The pair joined forces in 2004, bonding over a shared background of powerful billionaire fathers. “Our fathers [were] legendary businessmen,” Ho says. “In a certain way, they inspired us and also motivated us to do things even better and bigger.” More important, though, for Ho is Packer’s “100 percent trust and faith” in him, even through tough times. They faced a baptism of fire when their first project, the upmarket but poorly located Crown Macau (now renamed Altira), got off to a slow start in 2007. Then their second Macau venture, the $2.4 billion City of Dreams, opened in 2009. Unlike the Las Vegas gamble, however, Macau came good, with City of Dreams focusing on the mass market. Melco Crown also holds a 60 percent stake in a third Macau casino project, the $2 billion Studio City on the Cotai Strip, due to open in mid-2015 with a movies theme (and with obvious potential tie-ins to Packer and Brett Ratner’s RatPac Entertainment).

“Trust” is a word that Ratner also uses to describe his relationship with Packer. “I know he predominantly bets on the person,” says Ratner, who directed the Rush Hour film series and X-Men 3: The Last Stand. “His belief in Lawrence Ho and, of course, myself gives his businesses the confidence to excel.”

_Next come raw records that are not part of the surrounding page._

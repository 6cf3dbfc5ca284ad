//! Batch orchestration: raw payload in, canonical purchases out.
//!
//! Every canonical field's candidate paths are declared once in the specs
//! below, compiled at mapper construction, and walked per record. A single
//! malformed entry is logged with its index and skipped; the batch always
//! completes.

use chrono::{DateTime, Utc};
use mpdb_core::{BrandTable, Purchase};
use serde_json::Value;

use crate::error::{json_type_name, MapError};
use crate::field::{CompiledField, FieldSpec};
use crate::items::LineItemExtractor;
use crate::path::PathExpr;

/// Candidate top-level order collections, canonical key first. The
/// wrapped `orderArray.order` shape belongs to the oldest trading API.
const COLLECTION_PATHS: &[&str] = &[
    "orders",
    "orderArray.order",
    "orderHistory",
    "purchases",
    "transactions",
    "results",
];

const PLATFORM: FieldSpec = FieldSpec {
    name: "platform",
    candidates: &["platform", "marketplace", "site"],
    default: "",
};

const TITLE: FieldSpec = FieldSpec {
    name: "product_name",
    candidates: &["title", "item.title", "productName", "name", "itemTitle"],
    default: "Unknown Item",
};

const SELLER: FieldSpec = FieldSpec {
    name: "seller_username",
    candidates: &[
        "seller",
        "sellerUsername",
        "seller.username",
        "sellerInfo.sellerUserName",
        "seller.userId",
    ],
    default: "unknown",
};

const SELLER_ID: FieldSpec = FieldSpec {
    name: "seller_id",
    candidates: &["sellerId", "seller.sellerId", "sellerInfo.sellerId"],
    default: "",
};

const ORDER_DATE: FieldSpec = FieldSpec {
    name: "order_date",
    candidates: &[
        "orderDate",
        "creationDate",
        "createdDate",
        "endTime",
        "paidTime",
        "transactionDate",
        "date",
    ],
    default: "",
};

const ORDER_ID: FieldSpec = FieldSpec {
    name: "order_id",
    candidates: &["orderId", "order_id", "orderID", "extendedOrderId"],
    default: "",
};

const TRANSACTION_ID: FieldSpec = FieldSpec {
    name: "transaction_id",
    candidates: &[
        "transactionId",
        "transaction_id",
        "transactionID",
        "transactionArray.transaction[0].transactionId",
    ],
    default: "",
};

const ITEM_ID: FieldSpec = FieldSpec {
    name: "item_id",
    candidates: &["itemId", "item.itemId", "item_id", "legacyItemId", "listingId"],
    default: "",
};

// The generic "price" ranks last: with the first line item doubling as
// the secondary lookup object, a higher rank would let one item's price
// shadow the order-level subtotal paths.
const PRICE: FieldSpec = FieldSpec {
    name: "purchase_price",
    candidates: &[
        "currentPrice",
        "pricingSummary.priceSubtotal",
        "sellingStatus.currentPrice",
        "purchasePrice",
        "pricePaid",
        "price",
    ],
    default: "",
};

const SHIPPING: FieldSpec = FieldSpec {
    name: "shipping_cost",
    candidates: &[
        "shippingCost",
        "shipping",
        "shippingServiceCost",
        "pricingSummary.deliveryCost",
        "shippingDetails.shippingServiceOptions[0].shippingServiceCost",
    ],
    default: "",
};

const DELIVERY_STATUS: FieldSpec = FieldSpec {
    name: "delivery_status",
    candidates: &[
        "orderFulfillmentStatus",
        "deliveryStatus",
        "shippingStatus",
        "sellerInfo.shipmentStatus",
    ],
    default: "unknown",
};

const STATUS: FieldSpec = FieldSpec {
    name: "status",
    candidates: &["orderStatus", "status", "checkoutStatus", "orderPaymentStatus"],
    default: "completed",
};

const TRACKING: FieldSpec = FieldSpec {
    name: "tracking_ref",
    candidates: &[
        "trackingNumber",
        "tracking",
        "shipmentTrackingNumber",
        "shippingDetails.trackingNumber",
    ],
    default: "",
};

const CARRIER: FieldSpec = FieldSpec {
    name: "carrier",
    candidates: &["carrier", "shippingCarrier", "shippingCarrierCode"],
    default: "",
};

const SHIPPED_TIME: FieldSpec = FieldSpec {
    name: "shipped_time",
    candidates: &["shippedTime", "shipDate", "shippedDate"],
    default: "",
};

/// Result of one batch mapping call.
///
/// Callers distinguish "zero valid orders" from "some orders failed to
/// parse" by comparing the counts; per-skip details go to the log.
#[derive(Debug, Clone)]
pub struct MapSummary {
    pub purchases: Vec<Purchase>,
    /// Entries found in the located order collection.
    pub input_count: usize,
    /// Entries successfully mapped to purchases.
    pub mapped_count: usize,
}

impl MapSummary {
    fn empty() -> Self {
        MapSummary {
            purchases: Vec::new(),
            input_count: 0,
            mapped_count: 0,
        }
    }

    /// Entries excluded by per-record failures.
    #[must_use]
    pub fn skipped_count(&self) -> usize {
        self.input_count - self.mapped_count
    }
}

/// Maps raw marketplace order payloads to canonical [`Purchase`] records.
///
/// Construction compiles every candidate path once; the mapper itself is
/// immutable and safe to share across threads.
#[derive(Debug, Clone)]
pub struct OrderMapper {
    source: String,
    brand_table: BrandTable,
    collections: Vec<PathExpr>,
    items: LineItemExtractor,
    platform: CompiledField,
    title: CompiledField,
    seller: CompiledField,
    seller_id: CompiledField,
    order_date: CompiledField,
    order_id: CompiledField,
    transaction_id: CompiledField,
    item_id: CompiledField,
    price: CompiledField,
    shipping: CompiledField,
    delivery_status: CompiledField,
    status: CompiledField,
    tracking: CompiledField,
    carrier: CompiledField,
    shipped_time: CompiledField,
}

impl OrderMapper {
    #[must_use]
    pub fn new(source: &str, brand_table: BrandTable) -> Self {
        OrderMapper {
            source: source.to_string(),
            brand_table,
            collections: COLLECTION_PATHS.iter().map(|p| PathExpr::parse(p)).collect(),
            items: LineItemExtractor::new(),
            platform: CompiledField::compile(&PLATFORM),
            title: CompiledField::compile(&TITLE),
            seller: CompiledField::compile(&SELLER),
            seller_id: CompiledField::compile(&SELLER_ID),
            order_date: CompiledField::compile(&ORDER_DATE),
            order_id: CompiledField::compile(&ORDER_ID),
            transaction_id: CompiledField::compile(&TRANSACTION_ID),
            item_id: CompiledField::compile(&ITEM_ID),
            price: CompiledField::compile(&PRICE),
            shipping: CompiledField::compile(&SHIPPING),
            delivery_status: CompiledField::compile(&DELIVERY_STATUS),
            status: CompiledField::compile(&STATUS),
            tracking: CompiledField::compile(&TRACKING),
            carrier: CompiledField::compile(&CARRIER),
            shipped_time: CompiledField::compile(&SHIPPED_TIME),
        }
    }

    /// Maps a raw payload, stamping records with the current time.
    #[must_use]
    pub fn map_orders(&self, payload: &Value) -> MapSummary {
        self.map_orders_at(payload, Utc::now())
    }

    /// Maps a raw payload with an injected clock. Tests pass a fixed `now`
    /// so assembled records are fully deterministic.
    #[must_use]
    pub fn map_orders_at(&self, payload: &Value, now: DateTime<Utc>) -> MapSummary {
        let Some(entries) = self.locate_collection(payload) else {
            return MapSummary::empty();
        };

        let created_at = now.to_rfc3339();
        let mut purchases = Vec::with_capacity(entries.len());
        for (index, raw) in entries.iter().enumerate() {
            match self.map_order(raw, index, &created_at) {
                Ok(purchase) => purchases.push(purchase),
                Err(e) => {
                    tracing::warn!(index, error = %e, "skipping order — mapping failed");
                }
            }
        }

        tracing::info!(
            source = %self.source,
            input = entries.len(),
            mapped = purchases.len(),
            "mapped order batch"
        );

        MapSummary {
            input_count: entries.len(),
            mapped_count: purchases.len(),
            purchases,
        }
    }

    /// Probes the candidate collection paths and returns the entries of
    /// the first one that resolves. A resolved value that is not an array
    /// ends the probe: lower-priority keys are not consulted once the
    /// payload has named its order collection.
    fn locate_collection<'a>(&self, payload: &'a Value) -> Option<&'a Vec<Value>> {
        for path in &self.collections {
            if let Some(found) = path.resolve(payload) {
                let entries = found.as_array();
                if entries.is_none() {
                    tracing::warn!(
                        found = json_type_name(found),
                        "order collection is not list-shaped; returning empty batch"
                    );
                }
                return entries;
            }
        }
        tracing::warn!("payload has no recognizable order collection");
        None
    }

    fn map_order(&self, raw: &Value, index: usize, created_at: &str) -> Result<Purchase, MapError> {
        if !raw.is_object() {
            return Err(MapError::NotAnObject {
                index,
                found: json_type_name(raw),
            });
        }

        // Legacy shapes keep title/price on the first transaction rather
        // than the order itself; that entry becomes the secondary lookup
        // object for every field below.
        let container = self.items.locate(raw);
        let secondary = container.and_then(|entries| entries.first());

        let product_name = self.title.resolve(raw, secondary);
        let seller_username = self.seller.resolve(raw, secondary);
        let order_date = self.order_date.resolve(raw, secondary);
        let purchase_date = order_date.get(..10).map(str::to_string).unwrap_or_default();

        let order_id = self.order_id.resolve_id(raw, secondary);
        let transaction_id = self.transaction_id.resolve_id(raw, secondary);
        let item_id = self.item_id.resolve_id(raw, secondary);
        let seller_id = self.seller_id.resolve_id(raw, secondary);

        let purchase_price = self.price.resolve_money(raw, secondary);
        let shipping_cost = self.shipping.resolve_money(raw, secondary);
        let total_paid = purchase_price + shipping_cost;

        let line_items = match container {
            Some(entries) => self.items.normalize_entries(entries),
            None => vec![self
                .items
                .synthesize(&product_name, item_id.as_deref(), purchase_price)],
        };
        let quantity = line_items.iter().map(|item| item.quantity).sum();

        let (brand, model) = match self.brand_table.infer(&product_name) {
            Some(matched) => (matched.brand, matched.model),
            None => ("Unknown".to_string(), String::new()),
        };

        let identifier = crate::identifier::generate_identifier(
            &self.source,
            &product_name,
            &order_date,
            order_id.as_deref(),
            index,
        );

        Ok(Purchase {
            identifier,
            platform: self
                .platform
                .resolve_opt(raw, secondary)
                .unwrap_or_else(|| self.source.clone()),
            product_name,
            brand,
            model,
            order_id,
            transaction_id,
            item_id,
            order_date,
            purchase_date,
            seller_username,
            seller_id,
            line_items,
            purchase_price,
            total_paid,
            shipping_cost,
            delivery_status: self.delivery_status.resolve(raw, secondary),
            tracking_ref: self.tracking.resolve_id(raw, secondary),
            carrier: self.carrier.resolve_opt(raw, secondary),
            shipped_time: self.shipped_time.resolve_opt(raw, secondary),
            source: self.source.clone(),
            created_at: created_at.to_string(),
            status: self.status.resolve(raw, secondary),
            quantity,
        })
    }
}
//! Line-item extraction from raw orders.
//!
//! Different API vintages keep purchased items in different containers:
//! the modern `lineItems` array, the legacy `line_items`/`items` arrays,
//! or nested transaction wrappers. The first candidate container holding a
//! non-empty array wins; orders with no item-level detail get exactly one
//! synthesized item from order-level fields so every purchase carries at
//! least one line item.

use mpdb_core::LineItem;
use serde_json::Value;

use crate::field::{CompiledField, FieldSpec};
use crate::path::PathExpr;

/// Candidate item containers in priority order. The wrapped
/// `transactionArray.transaction` shape belongs to the oldest trading
/// API; `transactions` is its flattened successor, which sometimes nests
/// its own `items` list inside the first transaction.
const CONTAINER_PATHS: &[&str] = &[
    "lineItems",
    "line_items",
    "items",
    "transactionArray.transaction",
    "transactions[0].items",
    "transactions",
];

const ITEM_TITLE: FieldSpec = FieldSpec {
    name: "item_title",
    candidates: &["title", "name", "productName", "item.title"],
    default: "Unknown Item",
};

const ITEM_SKU: FieldSpec = FieldSpec {
    name: "item_sku",
    candidates: &["sku", "itemId", "item.itemId", "legacyItemId", "listingId"],
    default: "",
};

const ITEM_UNIT_PRICE: FieldSpec = FieldSpec {
    name: "item_unit_price",
    candidates: &[
        "price",
        "unitPrice",
        "transactionPrice",
        "lineItemCost",
        "item.price",
    ],
    default: "",
};

const ITEM_TOTAL_PRICE: FieldSpec = FieldSpec {
    name: "item_total_price",
    candidates: &["total", "totalPrice", "totalCost"],
    default: "",
};

const ITEM_QUANTITY: FieldSpec = FieldSpec {
    name: "item_quantity",
    candidates: &["quantity", "quantityPurchased", "qty"],
    default: "",
};

/// Locates and normalizes the purchased line items within a raw order.
#[derive(Debug, Clone)]
pub struct LineItemExtractor {
    containers: Vec<PathExpr>,
    title: CompiledField,
    sku: CompiledField,
    unit_price: CompiledField,
    total_price: CompiledField,
    quantity: CompiledField,
}

impl Default for LineItemExtractor {
    fn default() -> Self {
        Self::new()
    }
}

impl LineItemExtractor {
    #[must_use]
    pub fn new() -> Self {
        LineItemExtractor {
            containers: CONTAINER_PATHS.iter().map(|p| PathExpr::parse(p)).collect(),
            title: CompiledField::compile(&ITEM_TITLE),
            sku: CompiledField::compile(&ITEM_SKU),
            unit_price: CompiledField::compile(&ITEM_UNIT_PRICE),
            total_price: CompiledField::compile(&ITEM_TOTAL_PRICE),
            quantity: CompiledField::compile(&ITEM_QUANTITY),
        }
    }

    /// Returns the first candidate container that resolves to a non-empty
    /// array, or `None` when the order exposes no item-level detail.
    #[must_use]
    pub fn locate<'a>(&self, raw_order: &'a Value) -> Option<&'a Vec<Value>> {
        self.containers
            .iter()
            .filter_map(|path| path.resolve(raw_order))
            .filter_map(Value::as_array)
            .find(|entries| !entries.is_empty())
    }

    /// Normalizes every entry of a located container.
    #[must_use]
    pub fn normalize_entries(&self, entries: &[Value]) -> Vec<LineItem> {
        entries.iter().map(|entry| self.normalize_entry(entry)).collect()
    }

    /// Builds the single stand-in item for an order without item detail.
    #[must_use]
    pub fn synthesize(&self, title: &str, sku: Option<&str>, total: f64) -> LineItem {
        LineItem {
            product_name: title.to_string(),
            sku: sku.unwrap_or_default().to_string(),
            quantity: 1,
            unit_price: total,
            total_price: total,
        }
    }

    /// Full extraction: located container entries, or the synthesized
    /// fallback. The result is never empty.
    #[must_use]
    pub fn extract(
        &self,
        raw_order: &Value,
        order_title: &str,
        order_item_id: Option<&str>,
        order_total: f64,
    ) -> Vec<LineItem> {
        match self.locate(raw_order) {
            Some(entries) => self.normalize_entries(entries),
            None => vec![self.synthesize(order_title, order_item_id, order_total)],
        }
    }

    fn normalize_entry(&self, entry: &Value) -> LineItem {
        let product_name = self.title.resolve(entry, None);
        let sku = self.sku.resolve_id(entry, None).unwrap_or_default();
        let quantity = self
            .quantity
            .resolve_first(entry, None, coerce_quantity)
            .unwrap_or(1);
        let unit_price = self.unit_price.resolve_money(entry, None);

        // An explicit item total wins; otherwise derive from unit price.
        let total_price = self
            .total_price
            .resolve_first(entry, None, |value| {
                Some(crate::money::normalize_money(Some(value)))
            })
            .unwrap_or_else(|| unit_price * f64::from(quantity));

        LineItem {
            product_name,
            sku,
            quantity,
            unit_price,
            total_price,
        }
    }
}

/// Coerces a quantity value (number or numeric string) to an integer of at
/// least 1. Unusable values are rejected so the candidate walk continues.
fn coerce_quantity(value: &Value) -> Option<u32> {
    let parsed = match value {
        Value::Number(n) => n.as_f64(),
        Value::String(s) => s.trim().parse::<f64>().ok(),
        _ => None,
    }
    .filter(|f| f.is_finite() && *f >= 0.0)?;

    #[allow(clippy::cast_possible_truncation, clippy::cast_sign_loss)]
    let rounded = parsed.round() as u64;
    Some(u32::try_from(rounded).unwrap_or(u32::MAX).max(1))
}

While Packer’s growing casino interests are his main focus—and the reason his fortune is up by nearly $2 billion in two years—it’s clear that RatPac, formed in December 2012, is not just a rich man’s dabble in a glamorous industry. “The casino business and the movie business are similar,” Ratner says. “What you’re selling is an experience. You’re selling adrenaline.” In September, RatPac closed a $450 million deal with Warner Bros to co-finance up to 75 films over four years. If things go well, Ratner says, the financing could top $1 billion. Their first film Gravity has been a huge hit.

Now RatPac is moving beyond the movie business into TV, book publishing and documentaries, and especially into China and India. The ultimate aim? A global brand focussed on Asia’s growing middle-class thirst for entertainment. Exactly like Packer’s Crown Casino empire.

“The thing that was at the centre of our thinking all along is the rise of China,” says Packer. “I think ten years from now a bunch of studios will say, ‘Why didn’t we do more in China?’ ” Outside of the Warner deal, RatPac closed a three-year deal in December to help pay production costs on movies made by Brad Pitt’s Plan B Entertainment and will finance films by Cameron Crowe, Warren Beatty, David Fincher and Roman Polanski. It is also producing a Horrible Bosses sequel and Hong Kong Phooey, starring Eddie Murphy. “The point is, we are ambitious enough, whether foolish or smart, to want to participate in the development of our own content,” Packer says.

RatPac’s broader media strategy includes buying one or more TV production companies, creating documentaries with Netflix and publishing Ben Mezrich’s (Bringing Down the House, The Accidental Billionaires) next book. In some ways, it’s a return to Packer’s media-company heritage but with a 21st-century spin. “I don’t think I ever got out of the media business,” he says.

For now, Packer looks to be on a winning streak. If RatPac proves to be another Macau, there’s little doubt he will perhaps surpass his father’s achievements. He also has high hopes for his other US play, a 9.35 percent stake in real estate portal Zillow, bought for $250 million. And clinching approval last November for a controversial $2 billion casino resort in hometown Sydney was a defining moment for the “new” Packer, giving him the chance to make his own mark on the city his father once dominated. But he’s used to placing big bets and sometimes getting stuck with a losing hand. “I’ve made a bunch of mistakes in my life. I’ve had my ups and downs,” he says. “Business is good right now, but now my personal life is a disaster.”